START RECORDS SHOWN

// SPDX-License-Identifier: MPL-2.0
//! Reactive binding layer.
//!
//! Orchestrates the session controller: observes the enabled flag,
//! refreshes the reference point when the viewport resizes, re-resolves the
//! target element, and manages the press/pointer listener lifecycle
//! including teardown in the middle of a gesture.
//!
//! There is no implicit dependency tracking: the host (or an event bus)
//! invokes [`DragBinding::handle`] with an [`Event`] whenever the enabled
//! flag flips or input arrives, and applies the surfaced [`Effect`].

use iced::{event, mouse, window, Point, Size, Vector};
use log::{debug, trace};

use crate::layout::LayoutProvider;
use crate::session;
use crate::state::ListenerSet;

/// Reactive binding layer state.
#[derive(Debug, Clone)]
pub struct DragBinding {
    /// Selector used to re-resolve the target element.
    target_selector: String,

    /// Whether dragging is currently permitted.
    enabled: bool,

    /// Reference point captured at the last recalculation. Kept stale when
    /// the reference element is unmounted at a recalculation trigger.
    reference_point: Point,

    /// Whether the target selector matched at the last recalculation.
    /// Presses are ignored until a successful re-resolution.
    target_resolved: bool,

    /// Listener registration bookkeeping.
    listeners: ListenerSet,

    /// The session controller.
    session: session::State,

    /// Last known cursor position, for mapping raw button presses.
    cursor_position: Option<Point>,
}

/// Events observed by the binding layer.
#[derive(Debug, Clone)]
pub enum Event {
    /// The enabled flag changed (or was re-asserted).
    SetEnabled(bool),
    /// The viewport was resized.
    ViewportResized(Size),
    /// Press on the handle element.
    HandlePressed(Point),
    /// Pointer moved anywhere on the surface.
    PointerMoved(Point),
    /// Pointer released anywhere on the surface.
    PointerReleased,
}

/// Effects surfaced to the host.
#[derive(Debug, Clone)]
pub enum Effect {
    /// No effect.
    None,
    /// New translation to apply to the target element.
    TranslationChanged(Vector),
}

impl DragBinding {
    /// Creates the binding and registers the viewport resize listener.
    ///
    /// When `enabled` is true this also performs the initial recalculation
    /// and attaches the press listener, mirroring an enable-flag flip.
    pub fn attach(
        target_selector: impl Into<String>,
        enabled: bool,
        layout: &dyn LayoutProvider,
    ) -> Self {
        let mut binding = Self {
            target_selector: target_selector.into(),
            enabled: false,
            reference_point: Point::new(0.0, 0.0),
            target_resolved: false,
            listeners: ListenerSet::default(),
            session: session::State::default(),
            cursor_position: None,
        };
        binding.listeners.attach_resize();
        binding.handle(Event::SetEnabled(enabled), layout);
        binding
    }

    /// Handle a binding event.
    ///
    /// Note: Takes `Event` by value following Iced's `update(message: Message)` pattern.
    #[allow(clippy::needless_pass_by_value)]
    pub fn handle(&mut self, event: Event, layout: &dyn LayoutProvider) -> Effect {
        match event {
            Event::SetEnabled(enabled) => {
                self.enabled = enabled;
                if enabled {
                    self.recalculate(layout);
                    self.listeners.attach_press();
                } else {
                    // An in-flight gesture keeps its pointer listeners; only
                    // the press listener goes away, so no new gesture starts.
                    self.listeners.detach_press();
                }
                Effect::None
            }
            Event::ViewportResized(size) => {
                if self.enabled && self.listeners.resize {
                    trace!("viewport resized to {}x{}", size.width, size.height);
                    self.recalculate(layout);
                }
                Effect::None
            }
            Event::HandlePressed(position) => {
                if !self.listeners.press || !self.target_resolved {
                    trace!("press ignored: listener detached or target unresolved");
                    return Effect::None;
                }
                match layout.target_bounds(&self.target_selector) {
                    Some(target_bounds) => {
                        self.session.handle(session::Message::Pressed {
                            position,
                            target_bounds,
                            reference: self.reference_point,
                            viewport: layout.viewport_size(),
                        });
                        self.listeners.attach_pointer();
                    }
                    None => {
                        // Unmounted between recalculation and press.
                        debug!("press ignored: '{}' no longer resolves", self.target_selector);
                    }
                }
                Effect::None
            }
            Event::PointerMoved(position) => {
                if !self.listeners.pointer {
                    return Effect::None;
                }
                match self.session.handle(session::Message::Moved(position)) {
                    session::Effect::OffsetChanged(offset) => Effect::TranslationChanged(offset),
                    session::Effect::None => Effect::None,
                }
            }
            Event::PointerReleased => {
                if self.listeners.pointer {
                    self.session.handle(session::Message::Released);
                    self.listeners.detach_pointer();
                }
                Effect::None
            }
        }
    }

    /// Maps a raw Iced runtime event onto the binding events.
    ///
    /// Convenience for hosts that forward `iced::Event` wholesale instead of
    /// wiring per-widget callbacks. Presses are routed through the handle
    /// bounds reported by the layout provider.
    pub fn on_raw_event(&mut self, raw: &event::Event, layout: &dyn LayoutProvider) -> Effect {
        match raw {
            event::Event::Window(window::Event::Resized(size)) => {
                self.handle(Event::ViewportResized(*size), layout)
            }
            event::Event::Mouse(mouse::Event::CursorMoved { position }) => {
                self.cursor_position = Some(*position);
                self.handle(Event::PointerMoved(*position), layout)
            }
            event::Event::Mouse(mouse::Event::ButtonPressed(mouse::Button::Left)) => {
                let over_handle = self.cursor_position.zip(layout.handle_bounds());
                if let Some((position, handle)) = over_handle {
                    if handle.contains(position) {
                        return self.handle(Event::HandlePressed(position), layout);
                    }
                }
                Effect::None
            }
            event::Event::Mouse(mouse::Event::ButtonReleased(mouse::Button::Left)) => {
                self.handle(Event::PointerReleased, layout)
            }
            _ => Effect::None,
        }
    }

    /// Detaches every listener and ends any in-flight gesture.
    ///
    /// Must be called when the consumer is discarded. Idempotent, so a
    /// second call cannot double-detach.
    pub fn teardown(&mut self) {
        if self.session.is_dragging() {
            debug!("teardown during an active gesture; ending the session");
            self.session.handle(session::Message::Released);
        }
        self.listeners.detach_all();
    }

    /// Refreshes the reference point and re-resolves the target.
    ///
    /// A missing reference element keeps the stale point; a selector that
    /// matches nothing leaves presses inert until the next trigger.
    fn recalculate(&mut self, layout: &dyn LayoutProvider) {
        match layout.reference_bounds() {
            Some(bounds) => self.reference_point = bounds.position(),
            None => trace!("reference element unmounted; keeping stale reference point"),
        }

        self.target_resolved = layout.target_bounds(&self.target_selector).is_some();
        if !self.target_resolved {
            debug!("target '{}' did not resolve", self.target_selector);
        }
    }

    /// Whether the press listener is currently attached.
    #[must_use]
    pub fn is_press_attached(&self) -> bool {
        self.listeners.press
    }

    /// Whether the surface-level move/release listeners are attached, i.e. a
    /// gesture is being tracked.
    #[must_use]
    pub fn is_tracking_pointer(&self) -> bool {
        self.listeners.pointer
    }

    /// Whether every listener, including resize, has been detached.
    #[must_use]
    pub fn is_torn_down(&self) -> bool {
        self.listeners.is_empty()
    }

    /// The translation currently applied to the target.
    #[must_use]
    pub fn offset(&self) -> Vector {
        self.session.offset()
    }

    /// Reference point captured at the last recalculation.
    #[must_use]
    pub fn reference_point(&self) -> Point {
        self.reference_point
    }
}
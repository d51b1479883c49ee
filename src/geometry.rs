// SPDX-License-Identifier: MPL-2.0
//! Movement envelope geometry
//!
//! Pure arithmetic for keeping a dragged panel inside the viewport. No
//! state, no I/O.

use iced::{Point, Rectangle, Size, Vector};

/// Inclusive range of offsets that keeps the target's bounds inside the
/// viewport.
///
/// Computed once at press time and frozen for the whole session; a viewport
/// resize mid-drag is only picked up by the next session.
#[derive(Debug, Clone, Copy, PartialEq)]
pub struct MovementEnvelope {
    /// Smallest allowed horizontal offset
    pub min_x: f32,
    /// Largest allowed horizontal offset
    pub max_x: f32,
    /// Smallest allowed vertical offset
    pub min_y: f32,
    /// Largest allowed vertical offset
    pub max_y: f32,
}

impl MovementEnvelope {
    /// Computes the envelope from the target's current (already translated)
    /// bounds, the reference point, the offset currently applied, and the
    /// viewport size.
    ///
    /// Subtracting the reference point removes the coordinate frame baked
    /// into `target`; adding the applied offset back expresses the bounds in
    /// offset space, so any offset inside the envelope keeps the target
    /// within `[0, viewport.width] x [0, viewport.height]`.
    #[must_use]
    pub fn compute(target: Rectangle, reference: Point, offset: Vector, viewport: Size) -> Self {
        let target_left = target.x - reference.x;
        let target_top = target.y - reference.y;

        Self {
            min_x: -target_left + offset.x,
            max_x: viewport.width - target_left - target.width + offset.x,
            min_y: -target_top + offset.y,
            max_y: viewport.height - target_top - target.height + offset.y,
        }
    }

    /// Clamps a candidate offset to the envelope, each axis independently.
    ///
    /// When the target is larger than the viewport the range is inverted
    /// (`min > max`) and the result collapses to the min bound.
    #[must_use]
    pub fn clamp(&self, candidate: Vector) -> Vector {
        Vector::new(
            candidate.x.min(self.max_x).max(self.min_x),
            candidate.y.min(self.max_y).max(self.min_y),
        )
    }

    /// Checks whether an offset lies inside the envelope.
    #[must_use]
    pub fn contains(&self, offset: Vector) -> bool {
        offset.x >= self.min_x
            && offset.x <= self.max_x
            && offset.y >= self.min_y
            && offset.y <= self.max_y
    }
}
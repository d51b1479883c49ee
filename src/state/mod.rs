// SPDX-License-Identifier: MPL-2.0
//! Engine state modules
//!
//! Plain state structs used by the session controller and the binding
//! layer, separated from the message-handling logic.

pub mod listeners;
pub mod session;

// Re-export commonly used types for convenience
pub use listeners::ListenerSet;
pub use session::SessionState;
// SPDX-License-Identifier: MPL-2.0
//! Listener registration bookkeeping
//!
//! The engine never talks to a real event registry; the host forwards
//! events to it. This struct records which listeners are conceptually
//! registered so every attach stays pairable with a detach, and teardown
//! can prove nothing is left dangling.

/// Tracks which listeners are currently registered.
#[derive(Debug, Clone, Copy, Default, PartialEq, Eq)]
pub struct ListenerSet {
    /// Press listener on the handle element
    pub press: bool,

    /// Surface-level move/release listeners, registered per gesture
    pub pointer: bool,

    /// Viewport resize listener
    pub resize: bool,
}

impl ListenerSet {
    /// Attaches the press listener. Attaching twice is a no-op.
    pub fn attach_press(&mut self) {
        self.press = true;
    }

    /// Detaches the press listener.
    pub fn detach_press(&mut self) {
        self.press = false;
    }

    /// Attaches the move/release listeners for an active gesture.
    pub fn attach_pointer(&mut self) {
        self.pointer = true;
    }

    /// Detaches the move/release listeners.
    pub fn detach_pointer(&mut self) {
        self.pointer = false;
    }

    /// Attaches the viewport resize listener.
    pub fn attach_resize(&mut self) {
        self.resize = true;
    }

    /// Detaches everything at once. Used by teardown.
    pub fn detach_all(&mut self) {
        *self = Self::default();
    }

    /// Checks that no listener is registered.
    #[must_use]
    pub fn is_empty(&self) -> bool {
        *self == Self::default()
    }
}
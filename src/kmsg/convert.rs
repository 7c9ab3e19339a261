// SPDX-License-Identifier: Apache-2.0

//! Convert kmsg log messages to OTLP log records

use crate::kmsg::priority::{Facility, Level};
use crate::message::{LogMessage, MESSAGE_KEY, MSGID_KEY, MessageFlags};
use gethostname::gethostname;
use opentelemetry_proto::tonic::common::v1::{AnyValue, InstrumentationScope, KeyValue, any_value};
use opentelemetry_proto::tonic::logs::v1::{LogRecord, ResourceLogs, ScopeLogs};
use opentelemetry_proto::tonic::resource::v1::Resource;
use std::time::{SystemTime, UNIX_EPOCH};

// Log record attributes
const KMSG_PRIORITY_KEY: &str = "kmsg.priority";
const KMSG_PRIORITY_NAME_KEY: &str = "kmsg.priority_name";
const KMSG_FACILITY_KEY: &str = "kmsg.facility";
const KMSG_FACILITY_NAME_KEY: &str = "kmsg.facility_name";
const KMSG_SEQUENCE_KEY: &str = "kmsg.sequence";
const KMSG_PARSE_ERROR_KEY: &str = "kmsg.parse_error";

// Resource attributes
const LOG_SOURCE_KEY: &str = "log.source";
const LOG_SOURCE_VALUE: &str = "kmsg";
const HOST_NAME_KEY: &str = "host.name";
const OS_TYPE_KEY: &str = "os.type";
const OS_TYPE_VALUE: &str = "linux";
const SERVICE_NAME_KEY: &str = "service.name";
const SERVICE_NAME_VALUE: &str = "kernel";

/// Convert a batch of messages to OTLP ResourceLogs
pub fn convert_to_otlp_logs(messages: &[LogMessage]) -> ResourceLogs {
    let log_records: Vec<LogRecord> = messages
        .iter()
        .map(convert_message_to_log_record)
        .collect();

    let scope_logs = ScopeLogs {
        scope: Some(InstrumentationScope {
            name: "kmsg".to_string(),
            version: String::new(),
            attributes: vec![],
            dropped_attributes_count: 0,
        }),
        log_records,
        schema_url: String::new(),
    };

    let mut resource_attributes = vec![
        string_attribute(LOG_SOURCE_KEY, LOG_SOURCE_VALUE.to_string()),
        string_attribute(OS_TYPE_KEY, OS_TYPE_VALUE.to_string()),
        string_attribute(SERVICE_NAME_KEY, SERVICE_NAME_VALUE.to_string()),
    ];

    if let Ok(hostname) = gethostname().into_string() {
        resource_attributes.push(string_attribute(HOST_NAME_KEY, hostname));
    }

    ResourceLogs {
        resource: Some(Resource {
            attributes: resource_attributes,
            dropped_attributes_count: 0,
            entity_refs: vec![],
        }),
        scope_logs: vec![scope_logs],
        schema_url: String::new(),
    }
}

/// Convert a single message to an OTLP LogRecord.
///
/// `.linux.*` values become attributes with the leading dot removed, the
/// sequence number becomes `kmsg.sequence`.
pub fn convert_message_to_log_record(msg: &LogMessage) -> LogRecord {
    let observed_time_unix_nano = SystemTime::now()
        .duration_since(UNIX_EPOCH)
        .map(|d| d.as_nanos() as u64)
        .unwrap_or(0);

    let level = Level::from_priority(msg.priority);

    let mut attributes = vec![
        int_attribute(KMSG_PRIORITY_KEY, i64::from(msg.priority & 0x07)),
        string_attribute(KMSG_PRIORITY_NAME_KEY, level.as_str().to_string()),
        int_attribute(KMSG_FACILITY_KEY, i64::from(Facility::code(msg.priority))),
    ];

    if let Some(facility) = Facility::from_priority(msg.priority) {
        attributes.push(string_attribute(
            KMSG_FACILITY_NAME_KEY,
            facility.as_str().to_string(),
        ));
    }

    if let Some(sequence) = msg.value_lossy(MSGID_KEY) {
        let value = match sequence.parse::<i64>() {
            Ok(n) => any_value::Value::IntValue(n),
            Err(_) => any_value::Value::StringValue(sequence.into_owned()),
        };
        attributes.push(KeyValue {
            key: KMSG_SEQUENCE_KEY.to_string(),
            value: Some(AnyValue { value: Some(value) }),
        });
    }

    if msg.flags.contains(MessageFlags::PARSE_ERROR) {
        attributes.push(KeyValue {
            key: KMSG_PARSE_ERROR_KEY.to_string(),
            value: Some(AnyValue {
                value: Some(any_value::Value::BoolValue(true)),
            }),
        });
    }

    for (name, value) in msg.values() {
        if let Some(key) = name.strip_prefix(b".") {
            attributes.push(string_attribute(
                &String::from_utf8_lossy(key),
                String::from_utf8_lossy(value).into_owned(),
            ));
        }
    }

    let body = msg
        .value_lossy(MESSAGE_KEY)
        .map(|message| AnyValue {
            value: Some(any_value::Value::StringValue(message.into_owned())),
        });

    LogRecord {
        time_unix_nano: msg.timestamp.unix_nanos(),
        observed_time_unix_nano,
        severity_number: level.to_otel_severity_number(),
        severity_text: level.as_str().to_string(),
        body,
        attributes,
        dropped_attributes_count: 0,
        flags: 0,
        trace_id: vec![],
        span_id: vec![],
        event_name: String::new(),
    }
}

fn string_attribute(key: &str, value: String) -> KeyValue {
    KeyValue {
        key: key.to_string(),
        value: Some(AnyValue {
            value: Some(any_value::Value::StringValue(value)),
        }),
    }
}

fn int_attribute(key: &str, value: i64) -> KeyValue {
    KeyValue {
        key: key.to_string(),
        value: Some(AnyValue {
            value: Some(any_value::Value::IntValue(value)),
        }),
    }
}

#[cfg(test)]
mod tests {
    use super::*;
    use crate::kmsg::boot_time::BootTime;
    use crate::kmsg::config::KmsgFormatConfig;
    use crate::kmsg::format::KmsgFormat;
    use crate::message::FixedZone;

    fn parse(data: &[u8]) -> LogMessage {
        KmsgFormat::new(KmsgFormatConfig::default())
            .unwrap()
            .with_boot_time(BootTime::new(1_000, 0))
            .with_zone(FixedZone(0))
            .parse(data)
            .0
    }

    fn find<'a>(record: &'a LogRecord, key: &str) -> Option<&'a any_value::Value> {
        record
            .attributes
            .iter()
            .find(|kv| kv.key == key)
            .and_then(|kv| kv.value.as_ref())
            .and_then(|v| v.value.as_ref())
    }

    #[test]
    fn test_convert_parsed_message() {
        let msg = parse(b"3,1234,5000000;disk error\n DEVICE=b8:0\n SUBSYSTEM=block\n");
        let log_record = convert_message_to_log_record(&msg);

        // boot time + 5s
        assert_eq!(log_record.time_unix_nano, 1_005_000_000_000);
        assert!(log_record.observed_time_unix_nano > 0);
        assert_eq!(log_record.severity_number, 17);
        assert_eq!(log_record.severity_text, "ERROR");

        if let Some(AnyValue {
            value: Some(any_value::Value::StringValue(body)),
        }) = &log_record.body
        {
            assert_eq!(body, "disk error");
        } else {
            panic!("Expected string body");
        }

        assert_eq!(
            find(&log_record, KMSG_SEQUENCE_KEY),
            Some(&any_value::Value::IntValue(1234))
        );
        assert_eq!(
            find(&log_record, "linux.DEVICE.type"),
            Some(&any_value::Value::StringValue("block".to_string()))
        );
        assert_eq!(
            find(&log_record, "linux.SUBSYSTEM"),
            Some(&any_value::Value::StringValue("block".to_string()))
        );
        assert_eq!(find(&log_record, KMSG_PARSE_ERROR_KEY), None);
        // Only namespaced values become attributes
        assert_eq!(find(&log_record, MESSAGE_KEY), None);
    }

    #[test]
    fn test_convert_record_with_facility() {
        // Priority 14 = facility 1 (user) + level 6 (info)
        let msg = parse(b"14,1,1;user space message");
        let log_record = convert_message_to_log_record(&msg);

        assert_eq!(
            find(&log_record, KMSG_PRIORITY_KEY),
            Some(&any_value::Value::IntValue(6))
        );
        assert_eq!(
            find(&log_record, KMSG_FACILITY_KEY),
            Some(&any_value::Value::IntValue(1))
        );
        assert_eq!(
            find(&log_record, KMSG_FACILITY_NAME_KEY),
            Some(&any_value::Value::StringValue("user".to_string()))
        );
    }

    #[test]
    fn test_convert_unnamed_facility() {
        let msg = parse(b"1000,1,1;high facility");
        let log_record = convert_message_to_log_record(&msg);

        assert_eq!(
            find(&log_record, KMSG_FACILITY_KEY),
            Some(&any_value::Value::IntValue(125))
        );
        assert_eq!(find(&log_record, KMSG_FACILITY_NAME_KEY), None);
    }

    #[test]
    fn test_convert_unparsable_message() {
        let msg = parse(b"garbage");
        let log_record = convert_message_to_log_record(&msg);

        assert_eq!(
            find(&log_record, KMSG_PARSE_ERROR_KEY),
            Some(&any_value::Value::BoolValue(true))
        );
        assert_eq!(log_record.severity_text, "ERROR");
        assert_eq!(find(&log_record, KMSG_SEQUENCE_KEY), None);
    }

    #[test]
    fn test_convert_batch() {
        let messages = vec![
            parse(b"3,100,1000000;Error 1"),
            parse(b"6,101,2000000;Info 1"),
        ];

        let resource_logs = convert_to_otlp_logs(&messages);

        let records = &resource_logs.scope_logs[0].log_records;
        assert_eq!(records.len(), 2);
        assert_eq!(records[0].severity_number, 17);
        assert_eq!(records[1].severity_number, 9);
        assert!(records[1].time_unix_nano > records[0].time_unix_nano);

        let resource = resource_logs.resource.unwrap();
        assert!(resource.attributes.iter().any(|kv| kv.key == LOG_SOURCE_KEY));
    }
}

END RECORDS SHOWN

**PROMPT:**
Which of the lines above mention the word "Copy"? Pull those lines out.

**RESPONSE TO THE EXERCISE:**
#[derive(Debug, Clone, Copy, PartialEq)]
#[derive(Debug, Clone, Copy, Default, PartialEq, Eq)]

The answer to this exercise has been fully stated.